Samsung expects the flat screen S6 to sell more than the higher-margin S6 edge – priced about $120 more in South Korea – but mobile chief J.K. Shin said at a media event on Thursday the firm won’t be able to keep up with demand for the latter model in the near term because the curved screens are harder to manufacture.

“Some carriers are switching existing orders to get more of the S6 edge, and it looks like demand for the model will exceed supply throughout this year,” said HMC Investment analyst Greg Roh. “That means average selling price will fall at a slower rate, which will have a positive impact on Samsung overall.”

Samsung has not disclosed its shipment record for the handset. Analysts regard the Galaxy S3 as its best-selling model overall, though they estimate the Galaxy S4 to have done better in its initial year, when a model is most profitable.

Nomura estimated that Samsung sold 80 million S3s in three years from its 2012 launch, and 43 million S4s from the model’s April 2013 launch to the end of that year.
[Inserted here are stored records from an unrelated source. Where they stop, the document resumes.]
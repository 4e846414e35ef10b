//! Error types for caption retrieval.

use thiserror::Error;

/// Result type for caption operations.
pub type CaptionsResult<T> = Result<T, CaptionsError>;

/// Errors that can occur while fetching captions.
#[derive(Debug, Error)]
pub enum CaptionsError {
    #[error("yt-dlp not found in PATH")]
    YtDlpNotFound,

    #[error("Extraction failed: {message}")]
    ExtractionFailed { message: String },

    #[error("Caption track download failed: {0}")]
    TrackDownload(#[from] reqwest::Error),

    #[error("Caption track parse error: {0}")]
    TrackParse(#[from] serde_json::Error),

    #[error("IO error: {0}")]
    Io(#[from] std::io::Error),
}

impl CaptionsError {
    /// Create an extraction failure error.
    pub fn extraction_failed(message: impl Into<String>) -> Self {
        Self::ExtractionFailed {
            message: message.into(),
        }
    }

    /// Best-effort check for cookie/login rejections.
    ///
    /// The platform exposes no structured error code through the CLI
    /// surface, so this matches the message substrings yt-dlp is known to
    /// emit when a logged-in session is required or stale.
    pub fn is_cookie_rejection(&self) -> bool {
        let message = self.to_string().to_lowercase();
        message.contains("sign in")
            || message.contains("not a bot")
            || message.contains("cookies")
            || message.contains("private")
    }

    /// Message suitable for API consumers.
    ///
    /// Cookie rejections are reworded into operator guidance instead of the
    /// raw platform error.
    pub fn user_message(&self) -> String {
        if self.is_cookie_rejection() {
            "YouTube cookies may be expired/invalid. Please check /cookies/status \
             and update cookies_*.txt on the server."
                .to_string()
        } else {
            self.to_string()
        }
    }
}
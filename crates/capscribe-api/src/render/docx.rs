//! DOCX composition with docx-rs.

use capscribe_models::TranscriptDoc;
use docx_rs::{Docx, Paragraph, Run};

use super::{RenderError, RenderResult};

// docx-rs sizes are half-points
const TITLE_SIZE: usize = 32;

/// Render a transcript as a DOCX: bold title, one paragraph per block.
pub fn render_docx(doc: &TranscriptDoc) -> RenderResult<Vec<u8>> {
    let mut builder = Docx::new().add_paragraph(
        Paragraph::new().add_run(Run::new().add_text(doc.title.as_str()).bold().size(TITLE_SIZE)),
    );

    for paragraph in &doc.paragraphs {
        builder = builder
            .add_paragraph(Paragraph::new().add_run(Run::new().add_text(paragraph.as_str())));
    }

    let mut buffer = std::io::Cursor::new(Vec::new());
    builder
        .build()
        .pack(&mut buffer)
        .map_err(|e| RenderError::Docx(e.to_string()))?;

    Ok(buffer.into_inner())
}
//! API configuration.

use std::path::PathBuf;

/// API server configuration.
#[derive(Debug, Clone)]
pub struct ApiConfig {
    /// Server host
    pub host: String,
    /// Server port
    pub port: u16,
    /// CORS origins
    pub cors_origins: Vec<String>,
    /// Directory holding cookies_*.txt files
    pub cookie_dir: PathBuf,
    /// Max request body size
    pub max_body_size: usize,
    /// Environment (development/production)
    pub environment: String,
}

impl Default for ApiConfig {
    fn default() -> Self {
        Self {
            host: "0.0.0.0".to_string(),
            port: 8000,
            cors_origins: vec!["*".to_string()],
            cookie_dir: PathBuf::from("."),
            max_body_size: 1024 * 1024, // 1MB; all endpoints are GET
            environment: "development".to_string(),
        }
    }
}

impl ApiConfig {
    /// Create config from environment variables.
    pub fn from_env() -> Self {
        let defaults = Self::default();
        Self {
            host: std::env::var("API_HOST").unwrap_or(defaults.host),
            port: std::env::var("API_PORT")
                .ok()
                .and_then(|s| s.parse().ok())
                .unwrap_or(defaults.port),
            cors_origins: std::env::var("CORS_ORIGINS")
                .map(|s| s.split(',').map(|s| s.trim().to_string()).collect())
                .unwrap_or(defaults.cors_origins),
            cookie_dir: std::env::var("COOKIE_DIR")
                .map(PathBuf::from)
                .unwrap_or(defaults.cookie_dir),
            max_body_size: std::env::var("MAX_BODY_SIZE")
                .ok()
                .and_then(|s| s.parse().ok())
                .unwrap_or(defaults.max_body_size),
            environment: std::env::var("ENVIRONMENT").unwrap_or(defaults.environment),
        }
    }

    /// Check if running in production mode.
    pub fn is_production(&self) -> bool {
        self.environment.to_lowercase() == "production"
    }
}
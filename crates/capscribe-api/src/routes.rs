//! API routes.

use axum::middleware;
use axum::routing::get;
use axum::Router;
use tower_http::limit::RequestBodyLimitLayer;

use crate::handlers::cookies::cookies_status;
use crate::handlers::downloads::{download_docx, download_pdf, download_txt};
use crate::handlers::health::health;
use crate::handlers::transcript::get_transcript;
use crate::middleware::{cors_layer, request_id, request_logging};
use crate::state::AppState;

/// Create the API router.
pub fn create_router(state: AppState) -> Router {
    let transcript_routes = Router::new()
        .route("/transcript/:video_id", get(get_transcript))
        .route("/transcript/:video_id/download/txt", get(download_txt))
        .route("/transcript/:video_id/download/pdf", get(download_pdf))
        .route("/transcript/:video_id/download/docx", get(download_docx));

    let cookie_routes = Router::new().route("/cookies/status", get(cookies_status));

    let health_routes = Router::new()
        .route("/health", get(health))
        .route("/healthz", get(health));

    Router::new()
        .merge(transcript_routes)
        .merge(cookie_routes)
        .merge(health_routes)
        .layer(RequestBodyLimitLayer::new(state.config.max_body_size))
        .layer(middleware::from_fn(request_id))
        .layer(middleware::from_fn(request_logging))
        .layer(cors_layer(&state.config.cors_origins))
        .with_state(state)
}
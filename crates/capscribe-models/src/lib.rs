//! Shared data models for the CapScribe backend.
//!
//! This crate provides Serde-serializable types for:
//! - Caption lines and fetched transcripts
//! - Video ID validation
//! - Download filename sanitization

pub mod transcript;
pub mod utils;

// Re-export common types
pub use transcript::{CaptionLine, Transcript, TranscriptDoc};
pub use utils::{sanitize_filename, validate_video_id, VideoIdError, VideoIdResult};
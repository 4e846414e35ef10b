//! Video probing via yt-dlp.
//!
//! The metadata/extraction call is `yt-dlp -J --skip-download`, optionally
//! authenticated with `--cookies <file>`. The JSON dump carries the video
//! title plus the uploaded (`subtitles`) and automatic (`automatic_captions`)
//! caption track maps.

use std::collections::{BTreeMap, HashMap};
use std::path::Path;
use std::process::Stdio;

use serde::Deserialize;
use tokio::process::Command;
use tracing::debug;

use crate::error::{CaptionsError, CaptionsResult};

/// Watch page URL prefix.
pub const WATCH_URL_BASE: &str = "https://www.youtube.com/watch?v=";

/// Subset of the yt-dlp info dump this service consumes.
#[derive(Debug, Clone, Deserialize)]
pub struct VideoProbe {
    #[serde(default)]
    pub title: Option<String>,
    /// Uploaded caption tracks, keyed by language code.
    #[serde(default)]
    pub subtitles: HashMap<String, Vec<TrackFormat>>,
    /// Auto-generated caption tracks, keyed by language code.
    #[serde(default)]
    pub automatic_captions: HashMap<String, Vec<TrackFormat>>,
}

impl VideoProbe {
    /// Title, or the given fallback when the dump omits one.
    pub fn title_or(&self, fallback: &str) -> String {
        self.title
            .as_deref()
            .filter(|t| !t.trim().is_empty())
            .unwrap_or(fallback)
            .to_string()
    }

    /// Whether any caption track, uploaded or automatic, exists at all.
    pub fn has_any_tracks(&self) -> bool {
        !self.subtitles.is_empty() || !self.automatic_captions.is_empty()
    }
}

/// One downloadable rendition of a caption track.
#[derive(Debug, Clone, Deserialize)]
pub struct TrackFormat {
    #[serde(default)]
    pub url: Option<String>,
    #[serde(default)]
    pub ext: Option<String>,
}

/// An English caption track chosen for download.
#[derive(Debug, Clone, PartialEq)]
pub struct SelectedTrack {
    pub lang: String,
    pub url: String,
}

/// Probe a video's metadata and caption tracks.
///
/// Spawns yt-dlp and parses its JSON dump. A non-zero exit surfaces the
/// last stderr line as [`CaptionsError::ExtractionFailed`]. The call itself
/// carries no timeout; only the later track download is bounded.
pub async fn probe_video(
    video_id: &str,
    cookie_file: Option<&Path>,
) -> CaptionsResult<VideoProbe> {
    which::which("yt-dlp").map_err(|_| CaptionsError::YtDlpNotFound)?;

    let url = format!("{WATCH_URL_BASE}{video_id}");

    let mut cmd = Command::new("yt-dlp");
    cmd.args(["-J", "--skip-download", "--no-warnings"]);
    if let Some(cookies) = cookie_file {
        cmd.arg("--cookies").arg(cookies);
    }
    cmd.arg(&url)
        .stdin(Stdio::null())
        .stdout(Stdio::piped())
        .stderr(Stdio::piped());

    let output = cmd.output().await?;

    if !output.status.success() {
        let stderr = String::from_utf8_lossy(&output.stderr);
        debug!("yt-dlp stderr: {}", stderr);

        let message = stderr
            .lines()
            .rev()
            .map(str::trim)
            .find(|line| !line.is_empty())
            .unwrap_or("Unknown error");
        return Err(CaptionsError::extraction_failed(message));
    }

    let probe: VideoProbe = serde_json::from_slice(&output.stdout)?;
    Ok(probe)
}

/// Select an English caption track from a probe.
///
/// Uploaded and automatic track maps are merged (automatic entries win for
/// a shared language code, matching the original service behavior) and the
/// first language code starting with `en` is taken, in lexicographic order
/// so selection is deterministic. Within a track, a `json3` rendition is
/// preferred since that is the schema the timedtext parser understands;
/// otherwise the first listed rendition is used.
pub fn select_english_track(probe: &VideoProbe) -> Option<SelectedTrack> {
    let mut merged: BTreeMap<&str, &[TrackFormat]> = BTreeMap::new();
    for (lang, formats) in &probe.subtitles {
        merged.insert(lang, formats);
    }
    for (lang, formats) in &probe.automatic_captions {
        merged.insert(lang, formats);
    }

    for (lang, formats) in merged {
        if !lang.starts_with("en") {
            continue;
        }
        let format = formats
            .iter()
            .find(|f| f.ext.as_deref() == Some("json3"))
            .or_else(|| formats.first());
        if let Some(url) = format.and_then(|f| f.url.clone()) {
            return Some(SelectedTrack {
                lang: lang.to_string(),
                url,
            });
        }
    }
    None
}
//! Transcript JSON endpoint.

use axum::extract::{Path, Query, State};
use axum::Json;
use capscribe_captions::SegmentOptions;
use capscribe_models::TranscriptDoc;
use serde::{Deserialize, Serialize};

use crate::handlers::fetch_doc;
use crate::state::AppState;

/// Optional segmentation thresholds, defaulting to (300 chars, 8 seconds).
#[derive(Debug, Clone, Copy, Deserialize)]
pub struct SegmentQuery {
    pub max_chars: Option<usize>,
    pub max_gap: Option<f64>,
}

impl SegmentQuery {
    pub fn options(&self) -> SegmentOptions {
        let defaults = SegmentOptions::default();
        SegmentOptions {
            max_chars: self.max_chars.unwrap_or(defaults.max_chars),
            max_gap_secs: self.max_gap.unwrap_or(defaults.max_gap_secs),
        }
    }
}

/// JSON response envelope.
///
/// Failures are carried in-band: HTTP 200 with `status: "error"` and a
/// message, so clients never see a framework error page.
#[derive(Debug, Serialize)]
pub struct TranscriptResponse {
    pub status: &'static str,
    #[serde(skip_serializing_if = "Option::is_none")]
    pub video_title: Option<String>,
    #[serde(skip_serializing_if = "Option::is_none")]
    pub language: Option<&'static str>,
    #[serde(skip_serializing_if = "Option::is_none")]
    pub transcript: Option<Vec<ParagraphText>>,
    #[serde(skip_serializing_if = "Option::is_none")]
    pub message: Option<String>,
}

#[derive(Debug, Serialize)]
pub struct ParagraphText {
    pub text: String,
}

impl TranscriptResponse {
    pub fn success(doc: TranscriptDoc) -> Self {
        Self {
            status: "success",
            video_title: Some(doc.title),
            language: Some("en"),
            transcript: Some(
                doc.paragraphs
                    .into_iter()
                    .map(|text| ParagraphText { text })
                    .collect(),
            ),
            message: None,
        }
    }

    pub fn error(message: impl Into<String>) -> Self {
        Self {
            status: "error",
            video_title: None,
            language: None,
            transcript: None,
            message: Some(message.into()),
        }
    }
}

/// Get a video's transcript as paragraphs.
///
/// GET /transcript/{video_id}?max_chars=&max_gap=
pub async fn get_transcript(
    State(state): State<AppState>,
    Path(video_id): Path<String>,
    Query(query): Query<SegmentQuery>,
) -> Json<TranscriptResponse> {
    match fetch_doc(&state, &video_id, query.options()).await {
        Ok(doc) => Json(TranscriptResponse::success(doc)),
        Err(message) => Json(TranscriptResponse::error(message)),
    }
}
//! Cookie file pool with move-to-front rotation.
//!
//! Cookie files (`cookies_*.txt`, Netscape format) live in a configured
//! directory. The pool keeps an in-memory preference list ordered by most
//! recent success; candidates not on the list are tried in randomized order
//! so load does not converge on a single cookie. The list is process
//! lifetime only and resets on restart.

use std::path::{Path, PathBuf};
use std::sync::{PoisonError, RwLock};

use rand::seq::SliceRandom;
use tracing::{debug, info};

/// Cookie files must match `cookies_*.txt`.
pub const COOKIE_PREFIX: &str = "cookies_";
pub const COOKIE_SUFFIX: &str = ".txt";

/// Name of the cookie file materialized from the environment at startup.
pub const ENV_COOKIE_FILE: &str = "cookies_env.txt";

/// Environment variable holding Netscape cookie file content.
pub const ENV_COOKIE_VAR: &str = "YT_COOKIES_CONTENT";

/// The preference list never shrinks below this many entries.
const MIN_PREFERRED_LEN: usize = 6;

/// Pool of cookie files in a directory, with an in-memory preference order.
#[derive(Debug)]
pub struct CookiePool {
    dir: PathBuf,
    preferred: RwLock<Vec<String>>,
}

impl CookiePool {
    /// Create a pool over the given cookie directory.
    pub fn new(dir: impl Into<PathBuf>) -> Self {
        Self {
            dir: dir.into(),
            preferred: RwLock::new(Vec::new()),
        }
    }

    /// Create a pool, materializing [`ENV_COOKIE_FILE`] from
    /// [`ENV_COOKIE_VAR`] when the variable is set and non-empty.
    pub fn from_env(dir: impl Into<PathBuf>) -> std::io::Result<Self> {
        let pool = Self::new(dir);

        if let Ok(content) = std::env::var(ENV_COOKIE_VAR) {
            if !content.trim().is_empty() {
                let path = pool.dir.join(ENV_COOKIE_FILE);
                std::fs::create_dir_all(&pool.dir)?;
                std::fs::write(&path, content)?;
                info!(path = %path.display(), "Wrote cookie file from environment");
            }
        }

        Ok(pool)
    }

    /// Directory the pool watches.
    pub fn dir(&self) -> &Path {
        &self.dir
    }

    /// Absolute path of a cookie file by name.
    pub fn cookie_path(&self, name: &str) -> PathBuf {
        self.dir.join(name)
    }

    /// Cookie file names currently present in the directory, sorted.
    pub fn discover(&self) -> Vec<String> {
        let Ok(entries) = std::fs::read_dir(&self.dir) else {
            return Vec::new();
        };

        let mut names: Vec<String> = entries
            .filter_map(|entry| {
                let entry = entry.ok()?;
                if !entry.file_type().ok()?.is_file() {
                    return None;
                }
                let name = entry.file_name().into_string().ok()?;
                (name.starts_with(COOKIE_PREFIX) && name.ends_with(COOKIE_SUFFIX))
                    .then_some(name)
            })
            .collect();
        names.sort();
        names
    }

    /// Candidates in try order: preferred entries first (only those still on
    /// disk, stored order), then the remaining files shuffled.
    pub fn ordered_candidates(&self) -> Vec<String> {
        let files = self.discover();
        let preferred = self
            .preferred
            .read()
            .unwrap_or_else(PoisonError::into_inner);

        let mut ordered: Vec<String> = preferred
            .iter()
            .filter(|name| files.contains(name))
            .cloned()
            .collect();
        drop(preferred);

        let mut remaining: Vec<String> = files
            .into_iter()
            .filter(|name| !ordered.contains(name))
            .collect();
        remaining.shuffle(&mut rand::rng());
        ordered.extend(remaining);

        debug!(candidates = ordered.len(), "Ordered cookie candidates");
        ordered
    }

    /// Move a working cookie file to the front of the preference list.
    ///
    /// Duplicates are removed and the list is truncated to
    /// `max(6, number of cookie files on disk)`. Idempotent.
    pub fn promote(&self, name: &str) {
        let cap = self.discover().len().max(MIN_PREFERRED_LEN);

        let mut preferred = self
            .preferred
            .write()
            .unwrap_or_else(PoisonError::into_inner);
        preferred.retain(|entry| entry != name);
        preferred.insert(0, name.to_string());
        preferred.truncate(cap);
    }

    /// Batch-promote cookie files, preserving the given order at the front.
    ///
    /// Used by the health check to refresh the preference order from the
    /// set of currently working cookies.
    pub fn promote_all(&self, names: &[String]) {
        for name in names.iter().rev() {
            self.promote(name);
        }
    }

    /// Snapshot of the current preference order, for diagnostics.
    pub fn preferred(&self) -> Vec<String> {
        self.preferred
            .read()
            .unwrap_or_else(PoisonError::into_inner)
            .clone()
    }
}

#[cfg(test)]
mod tests {
    use super::*;
    use tempfile::TempDir;

    fn pool_with_cookies(names: &[&str]) -> (TempDir, CookiePool) {
        let dir = TempDir::new().unwrap();
        for name in names {
            std::fs::write(dir.path().join(name), "# Netscape HTTP Cookie File\n").unwrap();
        }
        let pool = CookiePool::new(dir.path());
        (dir, pool)
    }

    #[test]
    fn discover_lists_only_matching_files() {
        let (_dir, pool) = pool_with_cookies(&["cookies_a.txt", "cookies_b.txt"]);
        std::fs::write(pool.dir().join("notes.txt"), "x").unwrap();
        std::fs::write(pool.dir().join("cookies_c.json"), "x").unwrap();

        assert_eq!(pool.discover(), vec!["cookies_a.txt", "cookies_b.txt"]);
    }

    #[test]
    fn candidates_never_include_missing_files() {
        let (_dir, pool) = pool_with_cookies(&["cookies_a.txt"]);
        pool.promote("cookies_gone.txt");
        pool.promote("cookies_a.txt");

        assert_eq!(pool.ordered_candidates(), vec!["cookies_a.txt"]);
    }

    #[test]
    fn candidates_put_preferred_first_and_cover_all_files() {
        let (_dir, pool) =
            pool_with_cookies(&["cookies_a.txt", "cookies_b.txt", "cookies_c.txt"]);
        pool.promote("cookies_c.txt");

        let candidates = pool.ordered_candidates();
        assert_eq!(candidates[0], "cookies_c.txt");
        assert_eq!(candidates.len(), 3);
        assert!(candidates.contains(&"cookies_a.txt".to_string()));
        assert!(candidates.contains(&"cookies_b.txt".to_string()));
    }

    #[test]
    fn promote_is_idempotent() {
        let (_dir, pool) = pool_with_cookies(&["cookies_a.txt", "cookies_b.txt"]);
        pool.promote("cookies_b.txt");
        pool.promote("cookies_b.txt");
        pool.promote("cookies_b.txt");

        assert_eq!(pool.preferred(), vec!["cookies_b.txt"]);
    }

    #[test]
    fn promote_moves_to_front_and_keeps_others() {
        let (_dir, pool) = pool_with_cookies(&["cookies_a.txt", "cookies_b.txt"]);
        pool.promote("cookies_a.txt");
        pool.promote("cookies_b.txt");

        assert_eq!(pool.preferred(), vec!["cookies_b.txt", "cookies_a.txt"]);
    }

    #[test]
    fn preference_list_is_bounded() {
        let (_dir, pool) = pool_with_cookies(&["cookies_a.txt"]);
        for i in 0..10 {
            pool.promote(&format!("cookies_{i}.txt"));
        }
        // One file on disk, so the bound is the 6-entry floor
        assert_eq!(pool.preferred().len(), 6);
    }

    #[test]
    fn promote_all_preserves_given_order_at_front() {
        let (_dir, pool) =
            pool_with_cookies(&["cookies_a.txt", "cookies_b.txt", "cookies_c.txt"]);
        pool.promote("cookies_c.txt");
        pool.promote_all(&["cookies_a.txt".to_string(), "cookies_b.txt".to_string()]);

        assert_eq!(
            pool.preferred(),
            vec!["cookies_a.txt", "cookies_b.txt", "cookies_c.txt"]
        );
    }

    #[test]
    fn from_env_writes_cookie_file_when_content_present() {
        let dir = TempDir::new().unwrap();
        // Serialized by cargo's per-process env; fine for a single test.
        std::env::set_var(ENV_COOKIE_VAR, "# Netscape HTTP Cookie File\n");
        let pool = CookiePool::from_env(dir.path()).unwrap();
        std::env::remove_var(ENV_COOKIE_VAR);

        assert!(pool.discover().contains(&ENV_COOKIE_FILE.to_string()));
    }
}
Some analysts say Samsung could ship 50 million or more S6 phones this year.

Samsung’s Shin also said the South Korean electronics maker is preparing a variety of wearable devices, including a new version of its Gear smartwatch, but did not give specifics. Arch-rival Apple Inc (AAPL.O) is due to roll out its much-anticipated smartwatch on April 24.

QUALCOMM STILL A PARTNER

Shin acknowledged that Samsung opted for its own mobile processor and modem chip in the Galaxy S6 instead of equivalents from U.S.-based Qualcomm Inc (QCOM.O).

Samsung previously relied heavily on Qualcomm chips for its flagship phones, but recent reports based on dismantling Samsung’s handsets showed the firm replaced many Qualcomm chips with its own. Shin said the companies remain close partners.

“We have to use the best engines to make our products competitive, which is why we opted to use our own chips,” Shin said. “But we may very well end up using products from Qualcomm again in the next Galaxy phone.”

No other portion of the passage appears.